▶ _What you will do_: Retype each of the entries below exactly as written.

--- Data to process Enclosed Below ---

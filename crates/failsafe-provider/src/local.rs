use async_trait::async_trait;
use tracing::debug;

use failsafe_core::ActivationRequest;

use crate::adapter::{Activation, AppResult, ProviderAdapter, ProviderStatus};
use crate::error::ActivationError;

/// The local primary. It is only ever probed; activating it is the
/// absence of a standby, so every call is a successful no-op.
pub struct LocalProvider {
    name: String,
}

impl LocalProvider {
    pub fn new(name: &str) -> Self {
        Self {
            name: name.to_string(),
        }
    }
}

#[async_trait]
impl ProviderAdapter for LocalProvider {
    fn name(&self) -> &str {
        &self.name
    }

    async fn activate(&self, _request: &ActivationRequest) -> Result<Activation, ActivationError> {
        debug!(provider = %self.name, "local provider needs no activation");
        Ok(Activation::single(&self.name, AppResult::AlreadyActive))
    }

    async fn deactivate(&self) -> Result<(), ActivationError> {
        debug!(provider = %self.name, "local provider is never deactivated");
        Ok(())
    }

    async fn status(&self) -> ProviderStatus {
        ProviderStatus {
            provider: self.name.clone(),
            active: true,
            ..ProviderStatus::default()
        }
    }
}
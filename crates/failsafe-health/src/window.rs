//! Consecutive probe result tracking.

use chrono::{DateTime, Utc};
use serde::Serialize;

use failsafe_core::HealthStatus;

/// Trailing run lengths of unhealthy and healthy probes.
///
/// `consecutive_failures` is always the length of the current trailing
/// run of unhealthy results; any healthy result resets it to zero.
#[derive(Debug, Clone, Default, PartialEq, Eq, Serialize)]
pub struct FailureWindow {
    consecutive_failures: u32,
    consecutive_successes: u32,
    last_failure_at: Option<DateTime<Utc>>,
    last_success_at: Option<DateTime<Utc>>,
}

impl FailureWindow {
    pub fn new() -> Self {
        Self::default()
    }

    /// Record a probe result and return the current failure run length.
    pub fn record(&mut self, status: &HealthStatus) -> u32 {
        if status.reachable {
            self.consecutive_failures = 0;
            self.consecutive_successes = self.consecutive_successes.saturating_add(1);
            self.last_success_at = Some(status.observed_at);
        } else {
            self.consecutive_successes = 0;
            self.consecutive_failures = self.consecutive_failures.saturating_add(1);
            self.last_failure_at = Some(status.observed_at);
        }
        self.consecutive_failures
    }

    pub fn consecutive_failures(&self) -> u32 {
        self.consecutive_failures
    }

    pub fn consecutive_successes(&self) -> u32 {
        self.consecutive_successes
    }

    pub fn last_failure_at(&self) -> Option<DateTime<Utc>> {
        self.last_failure_at
    }

    pub fn last_success_at(&self) -> Option<DateTime<Utc>> {
        self.last_success_at
    }
}
//! failsafe-alert — outbound notification of state transitions.
//!
//! Each channel sends at most one message per throttle window, and a
//! message gets exactly one delivery attempt. Delivery failures are
//! logged and dropped: alerting never fails the orchestrator.

pub mod error;
pub mod notifier;
pub mod sink;

pub use error::AlertError;
pub use notifier::{AlertNotifier, NotifyReport};
pub use sink::{Alert, AlertLevel, AlertSink, TelegramSink, WebhookSink};
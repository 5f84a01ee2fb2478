//! Provider errors.
//!
//! `ActivationError` feeds the circuit breaker's activation failure
//! count; it is never fatal to the orchestrator.

use thiserror::Error;

#[derive(Debug, Error)]
pub enum ActivationError {
    #[error("request to {url} failed: {reason}")]
    Request { url: String, reason: String },

    #[error("{url} answered {status}: {body}")]
    Rejected { url: String, status: u16, body: String },

    #[error("standby {app} not healthy after {attempts} health checks")]
    Unhealthy { app: String, attempts: u32 },

    #[error("none of {attempted} apps activated: {failures}")]
    NoAppsActivated { attempted: usize, failures: String },

    #[error("deactivation incomplete for {failed:?}")]
    DeactivationIncomplete { failed: Vec<String> },

    #[error("control plane: {0}")]
    Control(#[from] ControlError),
}

#[derive(Debug, Error)]
pub enum ControlError {
    #[error("control request {url} failed: {reason}")]
    Request { url: String, reason: String },

    #[error("control API {url} answered {status}: {body}")]
    Status { url: String, status: u16, body: String },

    #[error("unexpected control API response from {url}: {reason}")]
    Decode { url: String, reason: String },
}

/// Trim a response body for error messages.
pub(crate) fn snippet(body: &str) -> String {
    body.trim().chars().take(300).collect()
}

--- End of Enclosed Data to process ---

▶ _Response below_:
filename crates/failsafe-provider/src/local.rs
use async_trait::async_trait;
use tracing::debug;

use failsafe_core::ActivationRequest;

use crate::adapter::{Activation, AppResult, ProviderAdapter, ProviderStatus};
use crate::error::ActivationError;

/// The local primary. It is only ever probed; activating it is the
/// absence of a standby, so every call is a successful no-op.
pub struct LocalProvider {
    name: String,
}

impl LocalProvider {
    pub fn new(name: &str) -> Self {
        Self {
            name: name.to_string(),
        }
    }
}

#[async_trait]
impl ProviderAdapter for LocalProvider {
    fn name(&self) -> &str {
        &self.name
    }

    async fn activate(&self, _request: &ActivationRequest) -> Result<Activation, ActivationError> {
        debug!(provider = %self.name, "local provider needs no activation");
        Ok(Activation::single(&self.name, AppResult::AlreadyActive))
    }

    async fn deactivate(&self) -> Result<(), ActivationError> {
        debug!(provider = %self.name, "local provider is never deactivated");
        Ok(())
    }

    async fn status(&self) -> ProviderStatus {
        ProviderStatus {
            provider: self.name.clone(),
            active: true,
            ..ProviderStatus::default()
        }
    }
}
filename crates/failsafe-health/src/window.rs
//! Consecutive probe result tracking.

use chrono::{DateTime, Utc};
use serde::Serialize;

use failsafe_core::HealthStatus;

/// Trailing run lengths of unhealthy and healthy probes.
///
/// `consecutive_failures` is always the length of the current trailing
/// run of unhealthy results; any healthy result resets it to zero.
#[derive(Debug, Clone, Default, PartialEq, Eq, Serialize)]
pub struct FailureWindow {
    consecutive_failures: u32,
    consecutive_successes: u32,
    last_failure_at: Option<DateTime<Utc>>,
    last_success_at: Option<DateTime<Utc>>,
}

impl FailureWindow {
    pub fn new() -> Self {
        Self::default()
    }

    /// Record a probe result and return the current failure run length.
    pub fn record(&mut self, status: &HealthStatus) -> u32 {
        if status.reachable {
            self.consecutive_failures = 0;
            self.consecutive_successes = self.consecutive_successes.saturating_add(1);
            self.last_success_at = Some(status.observed_at);
        } else {
            self.consecutive_successes = 0;
            self.consecutive_failures = self.consecutive_failures.saturating_add(1);
            self.last_failure_at = Some(status.observed_at);
        }
        self.consecutive_failures
    }

    pub fn consecutive_failures(&self) -> u32 {
        self.consecutive_failures
    }

    pub fn consecutive_successes(&self) -> u32 {
        self.consecutive_successes
    }

    pub fn last_failure_at(&self) -> Option<DateTime<Utc>> {
        self.last_failure_at
    }

    pub fn last_success_at(&self) -> Option<DateTime<Utc>> {
        self.last_success_at
    }
}
//! failsafe-alert — outbound notification of state transitions.
//!
//! Each channel sends at most one message per throttle window, and a
//! message gets exactly one delivery attempt. Delivery failures are
//! logged and dropped: alerting never fails the orchestrator.

pub mod error;
pub mod notifier;
pub mod sink;

pub use error::AlertError;
pub use notifier::{AlertNotifier, NotifyReport};
pub use sink::{Alert, AlertLevel, AlertSink, TelegramSink, WebhookSink};
repository 5f84a01ee2fb2478
//! Provider errors.
//!
//! `ActivationError` feeds the circuit breaker's activation failure
//! count; it is never fatal to the orchestrator.

use thiserror::Error;

#[derive(Debug, Error)]
pub enum ActivationError {
    #[error("request to {url} failed: {reason}")]
    Request { url: String, reason: String },

    #[error("{url} answered {status}: {body}")]
    Rejected { url: String, status: u16, body: String },

    #[error("standby {app} not healthy after {attempts} health checks")]
    Unhealthy { app: String, attempts: u32 },

    #[error("none of {attempted} apps activated: {failures}")]
    NoAppsActivated { attempted: usize, failures: String },

    #[error("deactivation incomplete for {failed:?}")]
    DeactivationIncomplete { failed: Vec<String> },

    #[error("control plane: {0}")]
    Control(#[from] ControlError),
}

#[derive(Debug, Error)]
pub enum ControlError {
    #[error("control request {url} failed: {reason}")]
    Request { url: String, reason: String },

    #[error("control API {url} answered {status}: {body}")]
    Status { url: String, status: u16, body: String },

    #[error("unexpected control API response from {url}: {reason}")]
    Decode { url: String, reason: String },
}

/// Trim a response body for error messages.
pub(crate) fn snippet(body: &str) -> String {
    body.trim().chars().take(300).collect()
}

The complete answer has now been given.